Multimodal AIJune 16, 20265 min read

LLMs identify CIUs in aphasic discourse: few-shot F1 0.776-0.817

Few-shot prompting let Llama-3.1-8B, Qwen2.5-7B and Mistral-7B reach mean F1s from 0.776 to 0.817 on 16 Cat Rescue transcripts.

The BrieftideJune 16, 2026

TL;DR

01Few-shot prompting let Llama-3.1-8B, Qwen2.5-7B and Mistral-7B reach mean F1s from 0.776 to 0.817 on 16 Cat Rescue transcripts.
02The study, submitted 10 Apr 2026, benchmarked four public instruction-tuned LLMs on sixteen Cat Rescue transcripts spanning control, mild, moderate and severe aphasia.
03The authors measured accuracy, precision, recall, F1 and Cohen's kappa against consensus human labels, and reported results with five tables and four figures.

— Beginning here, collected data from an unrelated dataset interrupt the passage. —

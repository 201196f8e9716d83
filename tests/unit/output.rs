//! Tests for the text and JSON renderings of an analysis.

use causal_impact::output::{format_report, format_table, to_json, to_json_pretty};
use causal_impact::{CausalImpact, ImpactAnalysis, ImpactData};

use crate::series::{generate, Recipe};

fn short_analysis() -> ImpactAnalysis {
    let synthetic = generate(Recipe::default(), 21);
    let data = ImpactData::new(
        synthetic.response.clone(),
        synthetic.controls.clone(),
        synthetic.pre_period(),
        synthetic.post_period(),
    )
    .unwrap();
    CausalImpact::new()
        .iterations(200)
        .burn_in(50)
        .seed(5)
        .run(&data)
        .unwrap()
}

#[test]
fn table_lists_totals() {
    let analysis = short_analysis();
    let table = format_table(&analysis);
    assert!(table.starts_with("Posterior inference"));
    assert!(table.contains("Actual"));
    assert!(table.contains("Absolute effect (s.d.)"));
    assert!(table.contains("95% CI"));
    assert!(table.contains("Posterior tail-area probability p:"));
}

#[test]
fn report_mentions_effect() {
    let analysis = short_analysis();
    let report = format_report(&analysis);
    assert!(report.contains("estimated average effect"), "{report}");
}

#[test]
fn json_roundtrip_preserves_totals() {
    let analysis = short_analysis();
    let json = to_json(&analysis).unwrap();
    let value: serde_json::Value = serde_json::from_str(&json).unwrap();
    let p = value["summary"]["post_period"]["p_value"].as_f64().unwrap();
    assert_eq!(Some(p), analysis.p_value());
    assert!(to_json_pretty(&analysis).unwrap().contains('\n'));
}
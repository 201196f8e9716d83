//! Same seed, same data, same configuration: identical results.

use causal_impact::{CausalImpact, ImpactData};

use crate::series::{generate, Recipe};

fn data() -> ImpactData {
    let synthetic = generate(Recipe::default(), 11);
    ImpactData::new(
        synthetic.response.clone(),
        synthetic.controls.clone(),
        synthetic.pre_period(),
        synthetic.post_period(),
    )
    .unwrap()
}

#[test]
fn same_seed_same_analysis() {
    let ci = CausalImpact::new().iterations(200).burn_in(50).chains(2).seed(99);
    let a = ci.run(&data()).unwrap();
    let b = ci.run(&data()).unwrap();
    assert_eq!(a.summary, b.summary);
    assert_eq!(a.inclusion_probabilities, b.inclusion_probabilities);
    assert_eq!(a.diagnostics, b.diagnostics);
}

#[test]
fn different_seed_different_draws() {
    let a = CausalImpact::new().iterations(200).burn_in(50).seed(1).run(&data()).unwrap();
    let b = CausalImpact::new().iterations(200).burn_in(50).seed(2).run(&data()).unwrap();
    assert_ne!(a.summary, b.summary);
}
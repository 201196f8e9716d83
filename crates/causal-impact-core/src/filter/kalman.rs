//! Forward Kalman filter with missing-observation handling.
//!
//! For each time step the filter holds a Gaussian belief N(aₜ, Pₜ) over the
//! state given observations strictly before t, then:
//!
//! 1. If yₜ is present, updates with the innovation vₜ = yₜ − offsetₜ − Zᵀaₜ
//!    and its variance Fₜ = ZᵀPₜZ + σ²_ε. The covariance update uses the
//!    Joseph form (I − KZᵀ)P(I − KZᵀ)ᵀ + σ²_ε KKᵀ, which stays symmetric PSD
//!    under rounding where the subtractive form P − KFKᵀ can go negative.
//! 2. If yₜ is absent, skips the update and only propagates.
//!
//! Post-period values are passed as absent, so they never inform the fit but
//! the filter still produces forecasts over them.

use alloc::format;
use alloc::vec::Vec;

use crate::constants::{LOG_2PI, POSITIVITY_TOLERANCE, PREDICTION_VARIANCE_MIN};
use crate::error::{SamplerError, SamplerResult};
use crate::linalg::{add_diagonal, diagonal_scale, min_diagonal, symmetrize};
use crate::math;
use crate::model::{ComponentKind, InitialState, StateSpaceModel, Variances};
use crate::types::{Matrix, Observation, Vector};

/// One-step prediction error at an observed time step.
#[derive(Debug, Clone, Copy, PartialEq)]
pub struct Innovation {
    /// Prediction error vₜ.
    pub error: f64,
    /// Prediction variance Fₜ.
    pub variance: f64,
}

/// Everything the backward pass and the diagnostics need from one filter run.
#[derive(Debug, Clone)]
pub struct FilterOutput {
    /// Filtered means a_{t|t}.
    pub filtered_means: Vec<Vector>,
    /// Filtered covariances P_{t|t}.
    pub filtered_covs: Vec<Matrix>,
    /// One-step predicted means a_{t|t-1}.
    pub predicted_means: Vec<Vector>,
    /// One-step predicted covariances P_{t|t-1} (jitter included).
    pub predicted_covs: Vec<Matrix>,
    /// Innovation per time step, `None` where the observation was absent.
    pub innovations: Vec<Option<Innovation>>,
    /// Prediction-error decomposition of the log likelihood.
    pub log_likelihood: f64,
    /// Diagonal jitter applied to every predicted covariance.
    pub jitter: f64,
}

impl FilterOutput {
    fn with_capacity(n: usize, jitter: f64) -> Self {
        Self {
            filtered_means: Vec::with_capacity(n),
            filtered_covs: Vec::with_capacity(n),
            predicted_means: Vec::with_capacity(n),
            predicted_covs: Vec::with_capacity(n),
            innovations: Vec::with_capacity(n),
            log_likelihood: 0.0,
            jitter,
        }
    }

    /// Number of filtered time steps.
    pub fn len(&self) -> usize {
        self.filtered_means.len()
    }

    /// Whether no time step was filtered.
    pub fn is_empty(&self) -> bool {
        self.filtered_means.is_empty()
    }

    /// Number of time steps that carried an observation.
    pub fn n_observed(&self) -> usize {
        self.innovations.iter().filter(|i| i.is_some()).count()
    }
}

/// Reject a predicted covariance whose diagonal went negative beyond
/// tolerance, naming the component that owns the offending element.
pub(crate) fn check_positive_diagonal(
    model: &StateSpaceModel,
    cov: &Matrix,
    time: usize,
    what: &str,
) -> SamplerResult<()> {
    let Some((index, value)) = min_diagonal(cov) else {
        return Ok(());
    };
    let tolerance = POSITIVITY_TOLERANCE * diagonal_scale(cov);
    if value < -tolerance || !value.is_finite() {
        return Err(SamplerError::NumericalInstability {
            time,
            component: model.component_at(index),
            iteration: None,
            detail: format!("{what} variance {value:e} at state index {index}"),
        });
    }
    Ok(())
}

/// Run the forward filter over the whole series.
///
/// # Arguments
/// * `observations` - Response per time step; `None` marks an absent value
/// * `offsets` - Known contribution to subtract before filtering (xₜᵀβ)
/// * `variances` - Current variance components
/// * `init` - Prior on the first state
/// * `jitter` - Diagonal jitter added to each predicted covariance and
///   prediction variance (0 on a first attempt)
pub fn forward_filter(
    model: &StateSpaceModel,
    observations: &[Observation],
    offsets: &[f64],
    variances: &Variances,
    init: &InitialState,
    jitter: f64,
) -> SamplerResult<FilterOutput> {
    let n = observations.len();
    if offsets.len() != n {
        return Err(SamplerError::invalid(format!(
            "offset length {} does not match series length {n}",
            offsets.len()
        )));
    }

    let m = model.state_dim();
    let transition = model.transition();
    let z = model.loading();
    let q = model.state_noise(variances);
    let h = variances.observation;
    let identity = Matrix::identity(m, m);

    let (mut a, mut p) = model.initial_distribution(init);
    let mut out = FilterOutput::with_capacity(n, jitter);

    for t in 0..n {
        add_diagonal(&mut p, jitter);
        check_positive_diagonal(model, &p, t, "predicted")?;

        let (a_filtered, p_filtered, innovation) = match observations[t] {
            Some(y) => {
                let pz = &p * z;
                let f = z.dot(&pz) + h + jitter;
                if !(f > PREDICTION_VARIANCE_MIN) || !f.is_finite() {
                    return Err(SamplerError::NumericalInstability {
                        time: t,
                        component: ComponentKind::Observation,
                        iteration: None,
                        detail: format!("prediction variance {f:e}"),
                    });
                }
                let v = y - offsets[t] - z.dot(&a);
                let gain = pz / f;

                let a_f = &a + &gain * v;
                let i_kz = &identity - &gain * z.transpose();
                let mut p_f = &i_kz * &p * i_kz.transpose() + (&gain * gain.transpose()) * h;
                symmetrize(&mut p_f);

                out.log_likelihood += -0.5 * (LOG_2PI + math::ln(f) + v * v / f);
                (a_f, p_f, Some(Innovation { error: v, variance: f }))
            }
            None => (a.clone(), p.clone(), None),
        };

        let a_next = transition * &a_filtered;
        let mut p_next = transition * &p_filtered * transition.transpose() + &q;
        symmetrize(&mut p_next);

        out.predicted_means.push(core::mem::replace(&mut a, a_next));
        out.predicted_covs.push(core::mem::replace(&mut p, p_next));
        out.filtered_means.push(a_filtered);
        out.filtered_covs.push(p_filtered);
        out.innovations.push(innovation);
    }

    Ok(out)
}

/// Recompute the one-step-ahead predictive log likelihood from stored
/// predictions, independently of the accumulation done while filtering.
///
/// Used to cross-check a filter run: the value must equal
/// [`FilterOutput::log_likelihood`] up to rounding.
pub fn predictive_log_likelihood(
    model: &StateSpaceModel,
    observations: &[Observation],
    offsets: &[f64],
    variances: &Variances,
    output: &FilterOutput,
) -> f64 {
    let z = model.loading();
    observations
        .iter()
        .zip(offsets)
        .enumerate()
        .filter_map(|(t, (obs, offset))| obs.map(|y| (t, y - offset)))
        .map(|(t, y)| {
            let mean = z.dot(&output.predicted_means[t]);
            let var = z.dot(&(&output.predicted_covs[t] * z)) + variances.observation + output.jitter;
            let resid = y - mean;
            -0.5 * (LOG_2PI + math::ln(var) + resid * resid / var)
        })
        .sum()
}
//! Convergence diagnostics across chains.

use serde::{Deserialize, Serialize};

use causal_impact_core::statistics::{compute_ess, split_r_hat};
use causal_impact_core::{DrawSet, DrawStatus};

/// Split R̂ above which chains are reported as not converged.
pub const R_HAT_THRESHOLD: f64 = 1.1;

fn as_slices(chains: &[Vec<f64>]) -> Vec<&[f64]> {
    chains.iter().map(Vec::as_slice).collect()
}

/// Per-chain summary.
#[derive(Debug, Clone, PartialEq, Serialize, Deserialize)]
pub struct ChainDiagnostics {
    /// Chain index.
    pub chain: usize,
    /// Seed the chain ran with.
    pub seed: u64,
    /// How the chain ended.
    pub status: DrawStatus,
    /// Iterations completed.
    pub iterations_completed: usize,
    /// Draws retained.
    pub retained: usize,
    /// Iterations that needed a jittered retry.
    pub retries: usize,
    /// Effective sample size of the retained observation variances.
    pub ess_observation_variance: f64,
    /// Effective sample size of the retained log likelihoods.
    pub ess_log_likelihood: f64,
}

impl ChainDiagnostics {
    /// Diagnose one chain.
    pub fn from_draws(chain: usize, set: &DrawSet) -> Self {
        Self {
            chain,
            seed: set.seed,
            status: set.status.clone(),
            iterations_completed: set.iterations_completed,
            retained: set.len(),
            retries: set.retries,
            ess_observation_variance: compute_ess(&set.observation_variances()),
            ess_log_likelihood: compute_ess(&set.log_likelihoods()),
        }
    }
}

/// Diagnostics of a multi-chain run.
#[derive(Debug, Clone, PartialEq, Serialize, Deserialize)]
pub struct Diagnostics {
    /// One entry per chain.
    pub chains: Vec<ChainDiagnostics>,
    /// Split R̂ of the observation variance, when enough draws exist.
    pub r_hat_observation_variance: Option<f64>,
    /// Split R̂ of the log likelihood, when enough draws exist.
    pub r_hat_log_likelihood: Option<f64>,
}

impl Diagnostics {
    /// Diagnose a set of chains.
    pub fn from_chains(sets: &[DrawSet]) -> Self {
        let variances: Vec<Vec<f64>> = sets.iter().map(DrawSet::observation_variances).collect();
        let log_likelihoods: Vec<Vec<f64>> = sets.iter().map(DrawSet::log_likelihoods).collect();

        Self {
            chains: sets
                .iter()
                .enumerate()
                .map(|(i, set)| ChainDiagnostics::from_draws(i, set))
                .collect(),
            r_hat_observation_variance: split_r_hat(&as_slices(&variances)),
            r_hat_log_likelihood: split_r_hat(&as_slices(&log_likelihoods)),
        }
    }

    /// Largest available R̂.
    pub fn max_r_hat(&self) -> Option<f64> {
        [self.r_hat_observation_variance, self.r_hat_log_likelihood]
            .into_iter()
            .flatten()
            .reduce(f64::max)
    }

    /// Whether every available R̂ is below [`R_HAT_THRESHOLD`].
    ///
    /// Too few draws to compute R̂ counts as converged.
    pub fn converged(&self) -> bool {
        self.max_r_hat().is_none_or(|r| r <= R_HAT_THRESHOLD)
    }

    /// Smallest per-chain effective sample size.
    pub fn min_ess(&self) -> f64 {
        self.chains
            .iter()
            .flat_map(|c| [c.ess_observation_variance, c.ess_log_likelihood])
            .fold(f64::INFINITY, f64::min)
    }

    /// Retries across chains.
    pub fn total_retries(&self) -> usize {
        self.chains.iter().map(|c| c.retries).sum()
    }
}
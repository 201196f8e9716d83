//! Configuration for a causal impact analysis.

use serde::{Deserialize, Serialize};

use causal_impact_core::constants::{
    DEFAULT_ALPHA, DEFAULT_BURN_IN, DEFAULT_EXPECTED_MODEL_SIZE, DEFAULT_INITIAL_STATE_SCALE,
    DEFAULT_ITERATIONS, DEFAULT_OBSERVATION_SAMPLE_SIZE, DEFAULT_OBSERVATION_SD_GUESS, DEFAULT_SEED,
    DEFAULT_SLAB_VARIANCE, DEFAULT_STATE_SAMPLE_SIZE, DEFAULT_STATE_SD_GUESS, DEFAULT_THINNING,
};
use causal_impact_core::model::{
    Coupling, InverseGammaPrior, ModelSpec, Priors, RegressionPrior, SamplingConfig,
};
use causal_impact_core::PredictionMode;

use crate::error::{ImpactError, ImpactResult};

/// Observation sd upper limit as a multiple of the pre-period response sd.
pub const OBSERVATION_SD_LIMIT_FACTOR: f64 = 1.2;

/// Configuration options for [`CausalImpact`](crate::CausalImpact).
///
/// Prior sd guesses are expressed on the standardized response scale. When
/// standardization is off they are multiplied by the pre-period response sd,
/// so the same defaults work for unscaled data.
#[derive(Debug, Clone, PartialEq, Serialize, Deserialize)]
pub struct Config {
    // =========================================================================
    // Sampling
    // =========================================================================
    /// Gibbs iterations per chain, burn-in included. Default: 1,000.
    pub iterations: usize,

    /// Leading iterations discarded per chain. Default: 100.
    pub burn_in: usize,

    /// Keep every k-th post-burn-in draw. Default: 1.
    pub thinning: usize,

    /// Base seed. Per-chain seeds are derived from it, so the same seed,
    /// data and configuration give bit-identical results.
    pub seed: u64,

    /// Independent chains. Their draws are pooled before aggregation and
    /// compared for convergence. Default: 1.
    pub n_chains: usize,

    // =========================================================================
    // Model
    // =========================================================================
    /// Standardize response and controls with pre-period moments before
    /// fitting. Summaries are always reported on the original scale.
    /// Default: true.
    pub standardize: bool,

    /// Add a local trend on top of the local level. Default: false.
    pub trend: bool,

    /// Seasonal period, if a seasonal component should be fitted.
    pub seasonal_period: Option<usize>,

    /// Prior guess of the level (and trend, seasonal) innovation sd.
    ///
    /// The main knob for how much the counterfactual may drift. Default: 0.01.
    pub state_sd_guess: f64,

    /// Prior sample size behind `state_sd_guess`. Default: 32.
    pub state_sample_size: f64,

    /// Prior guess of the observation noise sd. Default: 0.1.
    pub observation_sd_guess: f64,

    /// Prior sample size behind `observation_sd_guess`. Default: 0.01.
    pub observation_sample_size: f64,

    /// Initial state variance as a multiple of the pre-period variance.
    /// Default: 1.0.
    pub initial_state_scale: f64,

    // =========================================================================
    // Regression over controls
    // =========================================================================
    /// Expected number of included controls; sets a uniform prior inclusion
    /// probability. Default: 1.0.
    pub expected_model_size: f64,

    /// Upper bound on simultaneously included controls. Default: None
    /// (bounded only by the number of usable observations).
    pub max_model_size: Option<usize>,

    /// Slab variance of an included coefficient. Default: 1.0.
    pub slab_variance: f64,

    /// Indicator coupling of the spike-and-slab sampler. Default: Joint.
    pub coupling: Coupling,

    // =========================================================================
    // Summaries
    // =========================================================================
    /// Two-sided interval level. Default: 0.05 (95% intervals).
    pub alpha: f64,

    /// How post-period states are carried forward. Default: Sampled.
    pub prediction_mode: PredictionMode,

    /// Summarize cancelled or failed chains instead of returning an error.
    /// Default: false.
    pub allow_incomplete: bool,

    /// Keep the pooled draws in the result. Default: false.
    pub keep_draws: bool,
}

impl Default for Config {
    fn default() -> Self {
        Self {
            // Sampling
            iterations: DEFAULT_ITERATIONS,
            burn_in: DEFAULT_BURN_IN,
            thinning: DEFAULT_THINNING,
            seed: DEFAULT_SEED,
            n_chains: 1,

            // Model
            standardize: true,
            trend: false,
            seasonal_period: None,
            state_sd_guess: DEFAULT_STATE_SD_GUESS,
            state_sample_size: DEFAULT_STATE_SAMPLE_SIZE,
            observation_sd_guess: DEFAULT_OBSERVATION_SD_GUESS,
            observation_sample_size: DEFAULT_OBSERVATION_SAMPLE_SIZE,
            initial_state_scale: DEFAULT_INITIAL_STATE_SCALE,

            // Regression
            expected_model_size: DEFAULT_EXPECTED_MODEL_SIZE,
            max_model_size: None,
            slab_variance: DEFAULT_SLAB_VARIANCE,
            coupling: Coupling::Joint,

            // Summaries
            alpha: DEFAULT_ALPHA,
            prediction_mode: PredictionMode::Sampled,
            allow_incomplete: false,
            keep_draws: false,
        }
    }
}

impl Config {
    /// Create a new configuration with default settings.
    pub fn new() -> Self {
        Self::default()
    }

    /// Short runs for exploration: 300 iterations, 50 burn-in.
    pub fn quick() -> Self {
        Self {
            iterations: 300,
            burn_in: 50,
            ..Default::default()
        }
    }

    /// Longer runs with several chains for reporting: 5,000 iterations per
    /// chain over 4 chains.
    pub fn thorough() -> Self {
        Self {
            iterations: 5_000,
            burn_in: 500,
            n_chains: 4,
            ..Default::default()
        }
    }

    /// Set the iteration count.
    pub fn iterations(mut self, n: usize) -> Self {
        assert!(n > 0, "iterations must be positive");
        self.iterations = n;
        self
    }

    /// Set the burn-in.
    pub fn burn_in(mut self, n: usize) -> Self {
        self.burn_in = n;
        self
    }

    /// Set the thinning interval.
    pub fn thinning(mut self, k: usize) -> Self {
        assert!(k > 0, "thinning must be positive");
        self.thinning = k;
        self
    }

    /// Set the base seed.
    pub fn seed(mut self, seed: u64) -> Self {
        self.seed = seed;
        self
    }

    /// Set the number of chains.
    pub fn chains(mut self, n: usize) -> Self {
        assert!(n > 0, "n_chains must be positive");
        self.n_chains = n;
        self
    }

    /// Set the interval level.
    pub fn alpha(mut self, alpha: f64) -> Self {
        assert!(alpha > 0.0 && alpha < 1.0, "alpha must be in (0, 1)");
        self.alpha = alpha;
        self
    }

    /// Set the seasonal period.
    pub fn seasonal(mut self, period: usize) -> Self {
        assert!(period >= 2, "seasonal_period must be at least 2");
        self.seasonal_period = Some(period);
        self
    }

    /// Set the level innovation sd guess.
    pub fn state_sd_guess(mut self, sd: f64) -> Self {
        assert!(sd > 0.0 && sd.is_finite(), "state_sd_guess must be positive");
        self.state_sd_guess = sd;
        self
    }

    /// Set the expected model size.
    pub fn expected_model_size(mut self, size: f64) -> Self {
        assert!(size >= 0.0 && size.is_finite(), "expected_model_size must be non-negative");
        self.expected_model_size = size;
        self
    }

    /// Set the maximum model size.
    pub fn max_model_size(mut self, size: usize) -> Self {
        self.max_model_size = Some(size);
        self
    }

    /// Validate the configuration.
    ///
    /// Returns an error describing the first invalid setting.
    pub fn validate(&self) -> ImpactResult<()> {
        if self.iterations == 0 {
            return Err(ImpactError::config("iterations must be positive"));
        }
        if self.thinning == 0 {
            return Err(ImpactError::config("thinning must be positive"));
        }
        if self.burn_in >= self.iterations {
            return Err(ImpactError::config(format!(
                "burn_in ({}) must be smaller than iterations ({})",
                self.burn_in, self.iterations
            )));
        }
        if self.n_chains == 0 {
            return Err(ImpactError::config("n_chains must be positive"));
        }
        if !(self.alpha > 0.0 && self.alpha < 1.0) {
            return Err(ImpactError::config("alpha must be in (0, 1)"));
        }
        if matches!(self.seasonal_period, Some(p) if p < 2) {
            return Err(ImpactError::config("seasonal_period must be at least 2"));
        }
        for (name, value) in [
            ("state_sd_guess", self.state_sd_guess),
            ("state_sample_size", self.state_sample_size),
            ("observation_sd_guess", self.observation_sd_guess),
            ("observation_sample_size", self.observation_sample_size),
            ("initial_state_scale", self.initial_state_scale),
            ("slab_variance", self.slab_variance),
        ] {
            if !(value > 0.0 && value.is_finite()) {
                return Err(ImpactError::config(format!("{name} must be positive, got {value}")));
            }
        }
        if !(self.expected_model_size >= 0.0 && self.expected_model_size.is_finite()) {
            return Err(ImpactError::config("expected_model_size must be non-negative"));
        }
        if self.max_model_size == Some(0) {
            return Err(ImpactError::config("max_model_size must be positive"));
        }
        Ok(())
    }

    /// Model specification for a design with `n_controls` columns.
    ///
    /// `response_sd` is the pre-period sd of the response on the scale the
    /// model is fit on (1 after standardization). Sd guesses are multiplied
    /// by it and the observation sd is capped at 1.2 times it.
    pub fn model_spec(&self, n_controls: usize, response_sd: f64) -> ModelSpec {
        let sdy = if response_sd > 0.0 && response_sd.is_finite() {
            response_sd
        } else {
            1.0
        };
        let state = InverseGammaPrior::from_sd_guess(self.state_sd_guess * sdy, self.state_sample_size)
            .with_upper_limit(sdy);
        let priors = Priors {
            observation: InverseGammaPrior::from_sd_guess(
                self.observation_sd_guess * sdy,
                self.observation_sample_size,
            )
            .with_upper_limit(OBSERVATION_SD_LIMIT_FACTOR * sdy),
            level: state,
            trend: state,
            seasonal: state,
            initial_state_scale: self.initial_state_scale,
        };

        let mut spec = if self.trend {
            ModelSpec::local_linear_trend()
        } else {
            ModelSpec::local_level()
        }
        .with_priors(priors)
        .with_sampling(SamplingConfig {
            iterations: self.iterations,
            burn_in: self.burn_in,
            thinning: self.thinning,
            seed: self.seed,
        });

        if let Some(period) = self.seasonal_period {
            spec = spec.with_seasonal(period);
        }
        if n_controls > 0 {
            let mut prior = RegressionPrior::with_expected_model_size(n_controls, self.expected_model_size);
            prior.slab_variance = self.slab_variance;
            prior.max_model_size = self.max_model_size;
            prior.coupling = self.coupling;
            spec = spec.with_regression(prior);
        }
        spec
    }
}
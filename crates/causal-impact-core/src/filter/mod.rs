//! Kalman filtering and forward-filter backward-sample (FFBS) state draws.
//!
//! - **Forward filter** (`kalman`): Gaussian belief over the state at each
//!   step, skipping the update where the observation is absent
//! - **Backward sampler** (`ffbs`): one exact joint draw of the trajectory

pub mod ffbs;
pub mod kalman;

pub use ffbs::{backward_sample, draw_states, StateDraw};
pub use kalman::{forward_filter, predictive_log_likelihood, FilterOutput, Innovation};
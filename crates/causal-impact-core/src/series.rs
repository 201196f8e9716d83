//! Observed series, control design and the pre/post split.

use alloc::format;
use alloc::vec::Vec;

use serde::{Deserialize, Serialize};

use crate::error::{SamplerError, SamplerResult};
use crate::model::InitialState;
use crate::types::{Matrix, Observation};

/// Response values and controls aligned on one time index.
///
/// The pre-period is `0..pre_end`; the post-period is `post_start..len`.
/// Steps in `pre_end..post_start` are forecast but belong to neither period.
#[derive(Debug, Clone, PartialEq, Serialize, Deserialize)]
pub struct SeriesData {
    response: Vec<Observation>,
    controls: Option<Matrix>,
    pre_end: usize,
    post_start: usize,
}

impl SeriesData {
    /// Validate and wrap a series.
    ///
    /// # Arguments
    /// * `response` - One value per time step, `None` where missing
    /// * `controls` - Optional `len × p` design, no missing values
    /// * `pre_end` - Exclusive end of the pre-period
    /// * `post_start` - First post-period step (`len` for no post-period)
    pub fn new(
        response: Vec<Observation>,
        controls: Option<Matrix>,
        pre_end: usize,
        post_start: usize,
    ) -> SamplerResult<Self> {
        let n = response.len();
        if pre_end == 0 {
            return Err(SamplerError::invalid("pre-period is empty"));
        }
        if pre_end > post_start || post_start > n {
            return Err(SamplerError::invalid(format!(
                "split out of range: pre-period ends at {pre_end}, post-period starts at {post_start}, series length {n}"
            )));
        }
        if let Some(t) = response.iter().position(|y| y.is_some_and(|v| !v.is_finite())) {
            return Err(SamplerError::invalid(format!(
                "response value at time {t} is not finite"
            )));
        }
        if response[..pre_end].iter().all(Option::is_none) {
            return Err(SamplerError::invalid("pre-period has no observed response values"));
        }
        if let Some(x) = &controls {
            if x.nrows() != n {
                return Err(SamplerError::invalid(format!(
                    "control design has {} rows but the response has {n} values",
                    x.nrows()
                )));
            }
            if let Some(pos) = x.iter().position(|v| !v.is_finite()) {
                // column-major storage
                let (t, j) = (pos % n, pos / n);
                return Err(SamplerError::invalid(format!(
                    "control {j} has a missing or non-finite value at time {t}"
                )));
            }
        }

        Ok(Self {
            response,
            controls: controls.filter(|x| x.ncols() > 0),
            pre_end,
            post_start,
        })
    }

    /// Series length.
    pub fn len(&self) -> usize {
        self.response.len()
    }

    /// Whether the series has no time steps (never true once constructed).
    pub fn is_empty(&self) -> bool {
        self.response.is_empty()
    }

    /// Exclusive end of the pre-period.
    pub fn pre_end(&self) -> usize {
        self.pre_end
    }

    /// First post-period step.
    pub fn post_start(&self) -> usize {
        self.post_start
    }

    /// Number of post-period steps.
    pub fn post_len(&self) -> usize {
        self.len() - self.post_start
    }

    /// All response values.
    pub fn response(&self) -> &[Observation] {
        &self.response
    }

    /// Control design, if any.
    pub fn controls(&self) -> Option<&Matrix> {
        self.controls.as_ref()
    }

    /// Number of control columns.
    pub fn n_controls(&self) -> usize {
        self.controls.as_ref().map_or(0, Matrix::ncols)
    }

    /// Observations the model is fit on: the pre-period only.
    pub fn fitting_observations(&self) -> &[Observation] {
        &self.response[..self.pre_end]
    }

    /// Pre-period steps that carry an observation.
    pub fn observed_pre_indices(&self) -> Vec<usize> {
        self.fitting_observations()
            .iter()
            .enumerate()
            .filter_map(|(t, y)| y.map(|_| t))
            .collect()
    }

    /// Rows of the control design at the observed pre-period steps.
    pub fn pre_design(&self) -> Option<Matrix> {
        let x = self.controls.as_ref()?;
        let rows = self.observed_pre_indices();
        Some(x.select_rows(rows.iter()))
    }

    /// Mean and population variance of the observed pre-period values.
    pub fn pre_moments(&self) -> (f64, f64) {
        let values: Vec<f64> = self.fitting_observations().iter().flatten().copied().collect();
        let n = values.len() as f64;
        let mean = values.iter().sum::<f64>() / n;
        let var = values.iter().map(|v| (v - mean) * (v - mean)).sum::<f64>() / n;
        (mean, var)
    }

    /// Prior on the first state: level mean at the first observed value,
    /// variance `scale × var(y_pre)` (falling back to `scale` for a
    /// constant pre-period).
    pub fn initial_state(&self, scale: f64) -> InitialState {
        let level_mean = self.fitting_observations().iter().flatten().next().copied().unwrap_or(0.0);
        let (_, var) = self.pre_moments();
        let base = if var > 0.0 { var } else { 1.0 };
        InitialState {
            level_mean,
            variance: scale * base,
        }
    }
}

Instruction-tuned large language models can identify Correct Information Units, or CIUs, in aphasic picture-description transcripts when given few-shot examples, achieving mean few-shot F1 scores between 0.776 and 0.817 across three viable models. The study, submitted 10 Apr 2026, benchmarked four public instruction-tuned LLMs on sixteen Cat Rescue transcripts spanning control, mild, moderate and severe aphasia.

What did the researchers test and how?

The paper tested token-level CIU classification on sixteen picture-description transcripts annotated to the Nicholas and Brookshire (1993) CIU standard, comparing four instruction-tuned LLMs under zero-shot and two few-shot prompting conditions across five stratified random seeds. The authors measured accuracy, precision, recall, F1 and Cohen's kappa against consensus human labels, and reported results with five tables and four figures.

Researchers used the Cat Rescue stimulus to elicit discourse and sampled speakers across four severity strata: control, mild, moderate and severe aphasia. The experimental design contrasted zero-shot prompting, which the paper calls insufficient, with few-shot prompting that used either fixed global or per-chunk local example selection; the paper found no significant difference between those two example-selection strategies.

How did the models perform?

Three models produced competitive few-shot results, with mean few-shot F1 scores ranging from 0.776 to 0.817 across Llama-3.1-8B, Qwen2.5-7B and Mistral-7B, while Phi-3-mini was unstable and unreliable. Viable models showed high recall but lower precision, which the authors interpret as systematic over-classification of tokens as CIUs.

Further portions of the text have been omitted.